While pre-formed waterfall units are doubtless the easiest and most secure method of construction, they can be inflexible and difficult to integrate naturally into the garden landscape. Heavy planting and liberal use of rocks is the only way to disguise them. If you want to have an unobstructed view of water movement, or to create a completely natural effect, you will need to consider alternative forms of construction.

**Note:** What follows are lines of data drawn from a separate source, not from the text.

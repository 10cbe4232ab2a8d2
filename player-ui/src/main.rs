// player-ui/src/main.rs
//
// Entry point: initializes the codec library once, sets mimalloc as the
// global allocator (the teacher's UI binary does both), and hands the app
// to eframe.

mod app;
mod presenter;
mod theme;

use app::PlayerApp;

#[global_allocator]
static GLOBAL: mimalloc::MiMalloc = mimalloc::MiMalloc;

fn main() -> eframe::Result {
    ffmpeg_the_third::init().expect("FFmpeg init failed");

    let native_options = eframe::NativeOptions {
        centered: true,
        viewport: egui::ViewportBuilder::default()
            .with_title("player")
            .with_inner_size([1100.0, 680.0])
            .with_min_inner_size([480.0, 320.0]),
        ..Default::default()
    };

    eframe::run_native(
        "player",
        native_options,
        Box::new(|cc| {
            egui_extras::install_image_loaders(&cc.egui_ctx);
            Ok(Box::new(PlayerApp::new(&cc.egui_ctx)))
        }),
    )
}
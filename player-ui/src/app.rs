// player-ui/src/app.rs
//
// The eframe::App implementation: playlist panel (rfd file picker), video
// canvas (the EguiPresenter's texture), and a transport bar. Keyboard
// shortcuts are polled once per frame and pushed into the shared event queue
// that `EguiPresenter::poll_events` drains inside `Player::tick()`.

use std::cell::RefCell;
use std::collections::VecDeque;
use std::rc::Rc;

use eframe::egui;
use player_core::config::LoopMode;
use player_core::{MediaSource, PlayerConfig};
use player_media::presenter::PresenterEvent;
use player_media::{Player, TickOutcome};

use crate::presenter::{EguiPresenter, EventQueue};
use crate::theme;

pub struct PlayerApp {
    player: Player<EguiPresenter>,
    events: EventQueue,
    loop_mode: LoopMode,
    status: String,
}

impl PlayerApp {
    pub fn new(ctx: &egui::Context) -> Self {
        theme::configure_style(ctx);
        let events: EventQueue = Rc::new(RefCell::new(VecDeque::new()));
        let presenter = EguiPresenter::new(ctx.clone(), Rc::clone(&events));
        let mut player = Player::new(presenter);
        player.init(PlayerConfig::default());
        Self {
            player,
            events,
            loop_mode: LoopMode::NoLoop,
            status: String::from("no media loaded"),
        }
    }

    fn apply_loop_mode(&mut self) {
        let (list_loop, single_loop) = match self.loop_mode {
            LoopMode::NoLoop => (false, false),
            LoopMode::LoopList => (true, false),
            LoopMode::LoopSingle => (false, true),
            LoopMode::LoopBoth => (true, true),
        };
        let playlist = self.player.playlist_mut();
        playlist.set_list_loop(list_loop);
        playlist.set_single_loop(single_loop);
    }

    fn add_files(&mut self) {
        if let Some(paths) = rfd::FileDialog::new()
            .add_filter("media", &["mp4", "mkv", "mov", "avi", "webm", "mp3", "flac", "wav", "ogg"])
            .pick_files()
        {
            for path in paths {
                self.player.playlist_mut().add(MediaSource::file(path.to_string_lossy().into_owned()));
            }
        }
    }

    fn play_current(&mut self) {
        let Some(source) = self.player.playlist_mut().current().cloned() else {
            self.status = "playlist is empty".into();
            return;
        };
        if self.player.open(&source) {
            self.player.play();
            self.status = format!("playing {}", source.url);
        } else {
            self.status = format!("failed to open {}", source.url);
        }
    }

    fn poll_keyboard(&self, ctx: &egui::Context) {
        let mut q = self.events.borrow_mut();
        ctx.input(|i| {
            if i.key_pressed(egui::Key::Escape) {
                q.push_back(PresenterEvent::QuitOrEsc);
            }
            if i.key_pressed(egui::Key::Space) {
                q.push_back(PresenterEvent::TogglePause);
            }
            if i.key_pressed(egui::Key::ArrowLeft) {
                q.push_back(PresenterEvent::SeekBack);
            }
            if i.key_pressed(egui::Key::ArrowRight) {
                q.push_back(PresenterEvent::SeekForward);
            }
            if i.key_pressed(egui::Key::Num4) {
                q.push_back(PresenterEvent::PlayPrev);
            }
            if i.key_pressed(egui::Key::Num6) {
                q.push_back(PresenterEvent::PlayNext);
            }
            if i.key_pressed(egui::Key::ArrowUp) {
                q.push_back(PresenterEvent::VolumeUp);
            }
            if i.key_pressed(egui::Key::ArrowDown) {
                q.push_back(PresenterEvent::VolumeDown);
            }
            if i.key_pressed(egui::Key::M) {
                q.push_back(PresenterEvent::ToggleMute);
            }
        });
    }

    fn transport_bar(&mut self, ui: &mut egui::Ui) {
        ui.horizontal(|ui| {
            if ui.button("Open…").clicked() {
                self.add_files();
                if self.player.state() == player_core::PlayerState::None
                    || self.player.state() == player_core::PlayerState::Ready
                {
                    self.play_current();
                }
            }
            let playing = self.player.state() == player_core::PlayerState::Playing;
            if ui.button(if playing { "Pause" } else { "Play" }).clicked() {
                if playing {
                    self.player.pause();
                } else if self.player.state() == player_core::PlayerState::Paused {
                    self.player.replay();
                } else {
                    self.play_current();
                }
            }
            if ui.button("⏮").clicked() {
                self.player.play_prev();
            }
            if ui.button("⏭").clicked() {
                self.player.play_next();
            }
            if ui.button("Stop").clicked() {
                self.player.close();
                self.status = "stopped".into();
            }

            ui.separator();
            let mut volume = self.player.volume();
            if ui.add(egui::Slider::new(&mut volume, 0.0..=2.0).text("vol")).changed() {
                self.player.set_volume(volume);
            }
            let mut muted = self.player.is_muted();
            if ui.checkbox(&mut muted, "mute").changed() {
                self.player.set_muted(muted);
            }

            ui.separator();
            let prev_mode = self.loop_mode;
            egui::ComboBox::from_label("loop")
                .selected_text(format!("{:?}", self.loop_mode))
                .show_ui(ui, |ui| {
                    ui.selectable_value(&mut self.loop_mode, LoopMode::NoLoop, "off");
                    ui.selectable_value(&mut self.loop_mode, LoopMode::LoopList, "list");
                    ui.selectable_value(&mut self.loop_mode, LoopMode::LoopSingle, "single");
                    ui.selectable_value(&mut self.loop_mode, LoopMode::LoopBoth, "both");
                });
            if prev_mode != self.loop_mode {
                self.apply_loop_mode();
            }
        });

        ui.horizontal(|ui| {
            let total = self.player.get_total_time().max(0.0);
            let mut pos = self.player.get_current_time().clamp(0.0, total.max(0.001));
            ui.label(format!(
                "{} / {}",
                player_core::helpers::time::format_duration(pos),
                player_core::helpers::time::format_duration(total),
            ));
            if ui
                .add(egui::Slider::new(&mut pos, 0.0..=total.max(0.001)).show_value(false))
                .changed()
            {
                self.player.seek(pos);
            }
        });
    }

    fn playlist_panel(&mut self, ui: &mut egui::Ui) {
        let current = self.player.playlist_mut().current_index();
        let size = self.player.playlist_mut().size();
        let mut jump_to: Option<usize> = None;
        egui::ScrollArea::vertical().max_height(140.0).show(ui, |ui| {
            for idx in 0..size {
                let label = self.playlist_entry_label(idx);
                let selected = current == Some(idx);
                if ui.selectable_label(selected, label).double_clicked() {
                    jump_to = Some(idx);
                }
            }
        });
        if let Some(idx) = jump_to {
            if self.player.playlist_mut().skip_to_index(idx) {
                self.play_current();
            }
        }
    }

    fn playlist_entry_label(&self, idx: usize) -> String {
        match self.player.playlist().source_at(idx) {
            Some(source) => {
                let name = std::path::Path::new(&source.url)
                    .file_name()
                    .map(|s| s.to_string_lossy().into_owned())
                    .unwrap_or_else(|| source.url.clone());
                format!("{}. {name}", idx + 1)
            }
            None => format!("{}", idx + 1),
        }
    }

    fn handle_outcome(&mut self, outcome: TickOutcome) {
        match outcome {
            TickOutcome::PlaylistAdvance => {
                let direction = self.player.pending_playlist_direction();
                self.player.advance_playlist(direction);
            }
            TickOutcome::Finished => {
                self.status = "finished".into();
                if !self.player.auto_read_next_media() {
                    return;
                }
                self.player.close();
                if matches!(self.loop_mode, LoopMode::LoopSingle) {
                    self.play_current();
                } else {
                    self.player.playlist_mut().next();
                    self.play_current();
                }
            }
            TickOutcome::Presented | TickOutcome::Idle => {}
        }
    }
}

impl eframe::App for PlayerApp {
    fn update(&mut self, ctx: &egui::Context, _frame: &mut eframe::Frame) {
        self.poll_keyboard(ctx);
        let outcome = self.player.tick();
        self.handle_outcome(outcome);

        egui::TopBottomPanel::top("transport").show(ctx, |ui| {
            self.transport_bar(ui);
        });
        egui::SidePanel::left("playlist").resizable(true).default_width(160.0).show(ctx, |ui| {
            ui.label("Playlist");
            self.playlist_panel(ui);
        });
        egui::TopBottomPanel::bottom("status").show(ctx, |ui| {
            ui.label(&self.status);
        });
        egui::CentralPanel::default().show(ctx, |ui| {
            let (outer_rect, _) =
                ui.allocate_exact_size(ui.available_size(), egui::Sense::hover());
            let painter = ui.painter();
            painter.rect_filled(outer_rect, 0.0, theme::BG);

            if let Some(texture) = self.presenter_texture() {
                let size = texture.size_vec2();
                let ratio = (size.x / size.y).max(0.001);
                let (w, h) = if outer_rect.width() / ratio <= outer_rect.height() {
                    (outer_rect.width(), outer_rect.width() / ratio)
                } else {
                    (outer_rect.height() * ratio, outer_rect.height())
                };
                let canvas =
                    egui::Rect::from_center_size(outer_rect.center(), egui::vec2(w, h));
                painter.image(
                    texture.id(),
                    canvas,
                    egui::Rect::from_min_max(egui::pos2(0.0, 0.0), egui::pos2(1.0, 1.0)),
                    egui::Color32::WHITE,
                );
            } else {
                painter.text(
                    outer_rect.center(),
                    egui::Align2::CENTER_CENTER,
                    "no video",
                    egui::FontId::proportional(16.0),
                    theme::MUTED_TEXT,
                );
            }
        });

        ctx.request_repaint();
    }
}

impl PlayerApp {
    fn presenter_texture(&self) -> Option<egui::TextureHandle> {
        self.player.presenter().texture().cloned()
    }
}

Using a pool liner to create a waterfall or cascade provides great opportunities for the skilled designer, for it is possible to produce all manner of tumbling and splashing effects by careful manipulation of the structure. In some cases, the liner may simply be concealed with a layer of pebbles, but using it as a waterproof barrier behind an arrangement of rocks and gravel is preferable. With careful construction, there need be no visual evidence of the liner at all.


Digging Out

The excavation for a lined waterfall should begin adjacent to the garden pond or pool. If the finished feature is to comprise the liner alone, perhaps covered with a layer of washed pebbles and a rock edging, it is important to dig out the soil to the final shape, but with an allowance for a bedding layer of sand. As far as possible, the excavation must be cut from compacted soil; a little slippage is not as critical with a lined waterfall as with a pre-formed unit, but it can destroy the entire effect and make reconstruction necessary. If the falls will be of rock with the liner forming a waterproof barrier behind, provision must be made when digging to accommodate the rocks, though of course adjustments can be made in the excavation as the rocks are installed.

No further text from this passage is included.